Мне кажется, дорогой читатель, перед вами книга, которую создал человек, подобный герою Отара Иоселиани. Во всяком случае – родственная ему душа. Говорю так, потому что знал автора этой книги с рождения. Книгу эту, моего младшего брата, я составил из всего, что Иван написал за недлинную жизнь. Составил из «разбитых» осколочков этой жизни, запечатлённых братцем моим в свободном и абсолютно искреннем слове.
Это сравнение с героем фильма я сделал ещё и потому, что когда-то давно, обсуждая эту картину, мы оба с Иваном обратили внимание на потрясающую и щемящую сердце деталь – единственное материальное воплощение коротенькой жизни музыканта в фильме – на бегу же скрученная из проволочки фигурка, которую он оставляет после своего ухода от приятелей, и на которую они натыкаются случайно после внезапной и нелепой его гибели. Все же остальные проявления его доброй души – не имеют следа. Они, как дуновения ветра, не видимы глазу. И в этом такая печаль! И такое величие пребывания духа! Ведь получается в итоге, что незаметное и с виду очень скромное бескорыстие обладает неодолимой силой, как тот же свет или правда.

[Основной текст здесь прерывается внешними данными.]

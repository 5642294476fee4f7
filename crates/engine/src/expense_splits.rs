//! Split membership of an expense, one row per participant sharing the cost.

use sea_orm::entity::prelude::*;

#[derive(Clone, Debug, PartialEq, Eq, DeriveEntityModel)]
#[sea_orm(table_name = "expense_splits")]
pub struct Model {
    #[sea_orm(primary_key, auto_increment = false)]
    pub expense_id: Uuid,
    #[sea_orm(primary_key, auto_increment = false)]
    pub user_id: String,
}

#[derive(Copy, Clone, Debug, EnumIter, DeriveRelation)]
pub enum Relation {
    #[sea_orm(
        belongs_to = "super::expense::Entity",
        from = "Column::ExpenseId",
        to = "super::expense::Column::Id",
        on_update = "NoAction",
        on_delete = "Cascade"
    )]
    Expenses,
}

impl Related<super::expense::Entity> for Entity {
    fn to() -> RelationDef {
        Relation::Expenses.def()
    }
}

impl ActiveModelBehavior for ActiveModel {}
//! The `Trip` groups participants, itinerary events and the expense ledger.
//!
//! A trip owns only the *set* of participant ids; profile data lives in the
//! membership directory.

use std::collections::BTreeSet;

use chrono::{DateTime, NaiveDate, NaiveTime, Utc};
use sea_orm::{ActiveValue, entity::prelude::*};
use serde::{Deserialize, Serialize};

use crate::{Currency, EngineError, ResultEngine, TripId, UserId};

#[derive(Clone, Copy, Debug, Default, PartialEq, Eq, Hash, Serialize, Deserialize)]
#[serde(rename_all = "snake_case")]
pub enum TripStatus {
    #[default]
    Active,
    Archived,
}

impl TripStatus {
    pub fn as_str(self) -> &'static str {
        match self {
            Self::Active => "active",
            Self::Archived => "archived",
        }
    }
}

impl TryFrom<&str> for TripStatus {
    type Error = EngineError;

    fn try_from(value: &str) -> Result<Self, Self::Error> {
        match value {
            "active" => Ok(Self::Active),
            "archived" => Ok(Self::Archived),
            other => Err(EngineError::Corrupt(format!("invalid trip status: {other}"))),
        }
    }
}

/// Where `now` falls relative to the trip dates (UTC calendar days).
#[derive(Clone, Copy, Debug, PartialEq, Eq, Serialize, Deserialize)]
#[serde(tag = "phase", rename_all = "snake_case")]
pub enum Countdown {
    /// No start date yet.
    Unscheduled,
    /// `days` calendar days to go; `hours` and `minutes` are the remainder
    /// until midnight of the first day.
    Upcoming { days: i64, hours: i64, minutes: i64 },
    /// Running; the first day is day 1.
    InProgress { day_of_trip: i64 },
    /// Past `ends_on`.
    Ended { day_of_trip: i64 },
}

#[derive(Clone, Debug, PartialEq, Eq, Serialize, Deserialize)]
pub struct Trip {
    pub id: TripId,
    pub name: String,
    pub destination: String,
    pub description: Option<String>,
    pub currency: Currency,
    pub created_by: UserId,
    pub participants: BTreeSet<UserId>,
    pub pending_participants: BTreeSet<String>,
    pub status: TripStatus,
    pub starts_on: Option<NaiveDate>,
    pub ends_on: Option<NaiveDate>,
    pub created_at: DateTime<Utc>,
    pub ended_at: Option<DateTime<Utc>>,
}

impl Trip {
    /// Build a new active trip whose only participant is its creator.
    pub fn new(
        name: String,
        destination: String,
        created_by: UserId,
        created_at: DateTime<Utc>,
    ) -> Self {
        Self {
            id: TripId::new(),
            name,
            destination,
            description: None,
            currency: Currency::default(),
            participants: BTreeSet::from([created_by.clone()]),
            pending_participants: BTreeSet::new(),
            created_by,
            status: TripStatus::Active,
            starts_on: None,
            ends_on: None,
            created_at,
            ended_at: None,
        }
    }

    #[must_use]
    pub fn is_participant(&self, user_id: &UserId) -> bool {
        self.participants.contains(user_id)
    }

    #[must_use]
    pub fn is_creator(&self, user_id: &UserId) -> bool {
        &self.created_by == user_id
    }

    #[must_use]
    pub fn is_archived(&self) -> bool {
        self.status == TripStatus::Archived
    }

    #[must_use]
    pub fn is_pending(&self, email: &str) -> bool {
        self.pending_participants.contains(email)
    }

    #[must_use]
    pub fn countdown(&self, now: DateTime<Utc>) -> Countdown {
        let Some(starts_on) = self.starts_on else {
            return Countdown::Unscheduled;
        };
        let today = now.date_naive();
        let days = (starts_on - today).num_days();
        if days > 0 {
            let left = starts_on.and_time(NaiveTime::MIN).and_utc() - now;
            return Countdown::Upcoming {
                days,
                hours: left.num_hours() % 24,
                minutes: left.num_minutes() % 60,
            };
        }

        let day_of_trip = 1 - days;
        match self.ends_on {
            Some(ends_on) if today > ends_on => Countdown::Ended { day_of_trip },
            _ => Countdown::InProgress { day_of_trip },
        }
    }

    /// Rebuild a trip from its row plus the membership sets stored beside it.
    pub(crate) fn from_parts(
        model: Model,
        participants: BTreeSet<UserId>,
        pending_participants: BTreeSet<String>,
    ) -> ResultEngine<Self> {
        Ok(Self {
            id: TripId(model.id),
            name: model.name,
            destination: model.destination,
            description: model.description,
            currency: Currency::try_from(model.currency.as_str()).map_err(|_| {
                EngineError::Corrupt(format!("invalid trip currency: {}", model.currency))
            })?,
            created_by: UserId::new(model.created_by),
            participants,
            pending_participants,
            status: TripStatus::try_from(model.status.as_str())?,
            starts_on: model.starts_on,
            ends_on: model.ends_on,
            created_at: model.created_at,
            ended_at: model.ended_at,
        })
    }
}

#[derive(Clone, Debug, PartialEq, DeriveEntityModel, Eq)]
#[sea_orm(table_name = "trips")]
pub struct Model {
    #[sea_orm(primary_key, auto_increment = false)]
    pub id: Uuid,
    pub name: String,
    pub destination: String,
    pub description: Option<String>,
    pub currency: String,
    pub created_by: String,
    pub status: String,
    pub starts_on: Option<Date>,
    pub ends_on: Option<Date>,
    pub created_at: DateTimeUtc,
    pub ended_at: Option<DateTimeUtc>,
}

#[derive(Copy, Clone, Debug, EnumIter, DeriveRelation)]
pub enum Relation {
    #[sea_orm(has_many = "super::trip_participants::Entity")]
    Participants,
    #[sea_orm(has_many = "super::trip_pending_invites::Entity")]
    PendingInvites,
}

impl Related<super::trip_participants::Entity> for Entity {
    fn to() -> RelationDef {
        Relation::Participants.def()
    }
}

impl Related<super::trip_pending_invites::Entity> for Entity {
    fn to() -> RelationDef {
        Relation::PendingInvites.def()
    }
}

impl ActiveModelBehavior for ActiveModel {}

impl From<&Trip> for ActiveModel {
    fn from(trip: &Trip) -> Self {
        Self {
            id: ActiveValue::Set(trip.id.0),
            name: ActiveValue::Set(trip.name.clone()),
            destination: ActiveValue::Set(trip.destination.clone()),
            description: ActiveValue::Set(trip.description.clone()),
            currency: ActiveValue::Set(trip.currency.code().to_string()),
            created_by: ActiveValue::Set(trip.created_by.to_string()),
            status: ActiveValue::Set(trip.status.as_str().to_string()),
            starts_on: ActiveValue::Set(trip.starts_on),
            ends_on: ActiveValue::Set(trip.ends_on),
            created_at: ActiveValue::Set(trip.created_at),
            ended_at: ActiveValue::Set(trip.ended_at),
        }
    }
}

Что-то похожее случилось и с автором этой книги. Она тоже в определенном смысле – «проволочка», оставленная, почти походя, в разрозненных листах, рукописях, заметках, разлетевшихся по разным домам и жилищам, и вот, наконец, нашедших свой общий и единственный дом, в который мы имеем возможность войти. А хозяин покинул его навсегда, не дожидаясь гостей…
Владимир Куницын
Щука досталась нам подозрительно недорого – за два или два с половиной килограмма риса. Это была оглушительно чёрного цвета свинка, размером с маленькую собачку Щетинистая, тёпленькая, бойкая, беспрерывно хрюкающая и визжащая – она была сплюснута с боков до узости фанеры. Потому и прозвали Щукой.
Щука поняла сразу, что попала она к нам на съедение. Но тут начались бои, мы пропадали в батальонах на передовой, рванул, наконец, грозами сезон дождей, удалось настрелять зайцев и антилоп, и про Щуку забыли.
Вспомнили, когда среди бела дня, не прячась и не делая вид, что тяжко больна, Щука выползла к нам из-под дома, дерзко хрюкнула и вызывающе села на худющую задницу. От её разнузданной позы мы расхохотались. И вдруг кто-то ткнул пальцем – «ребята, да она пузатая»!
Свинка радостно взвизгивала, поворачивалась на своём малюсеньком хвостике по кругу и всячески показывала, что в брюшке-то у неё кое-что есть.
С едой в тот период опять было туговато, но Щука стала священной.
Разродилась она так же незаметно, как и жила, где-то под домом, и вывела на свет детёнышей, когда с едой у нас было уже совсем-совсем плохо.
Это маленькое неугомонное существо породило шесть чернущих крысо-свинок. Кормила она их с вызывающей весёлостью у нас на виду, раскинув ноги, и все они теребили её с обоих боков, как изголодавшиеся клещи.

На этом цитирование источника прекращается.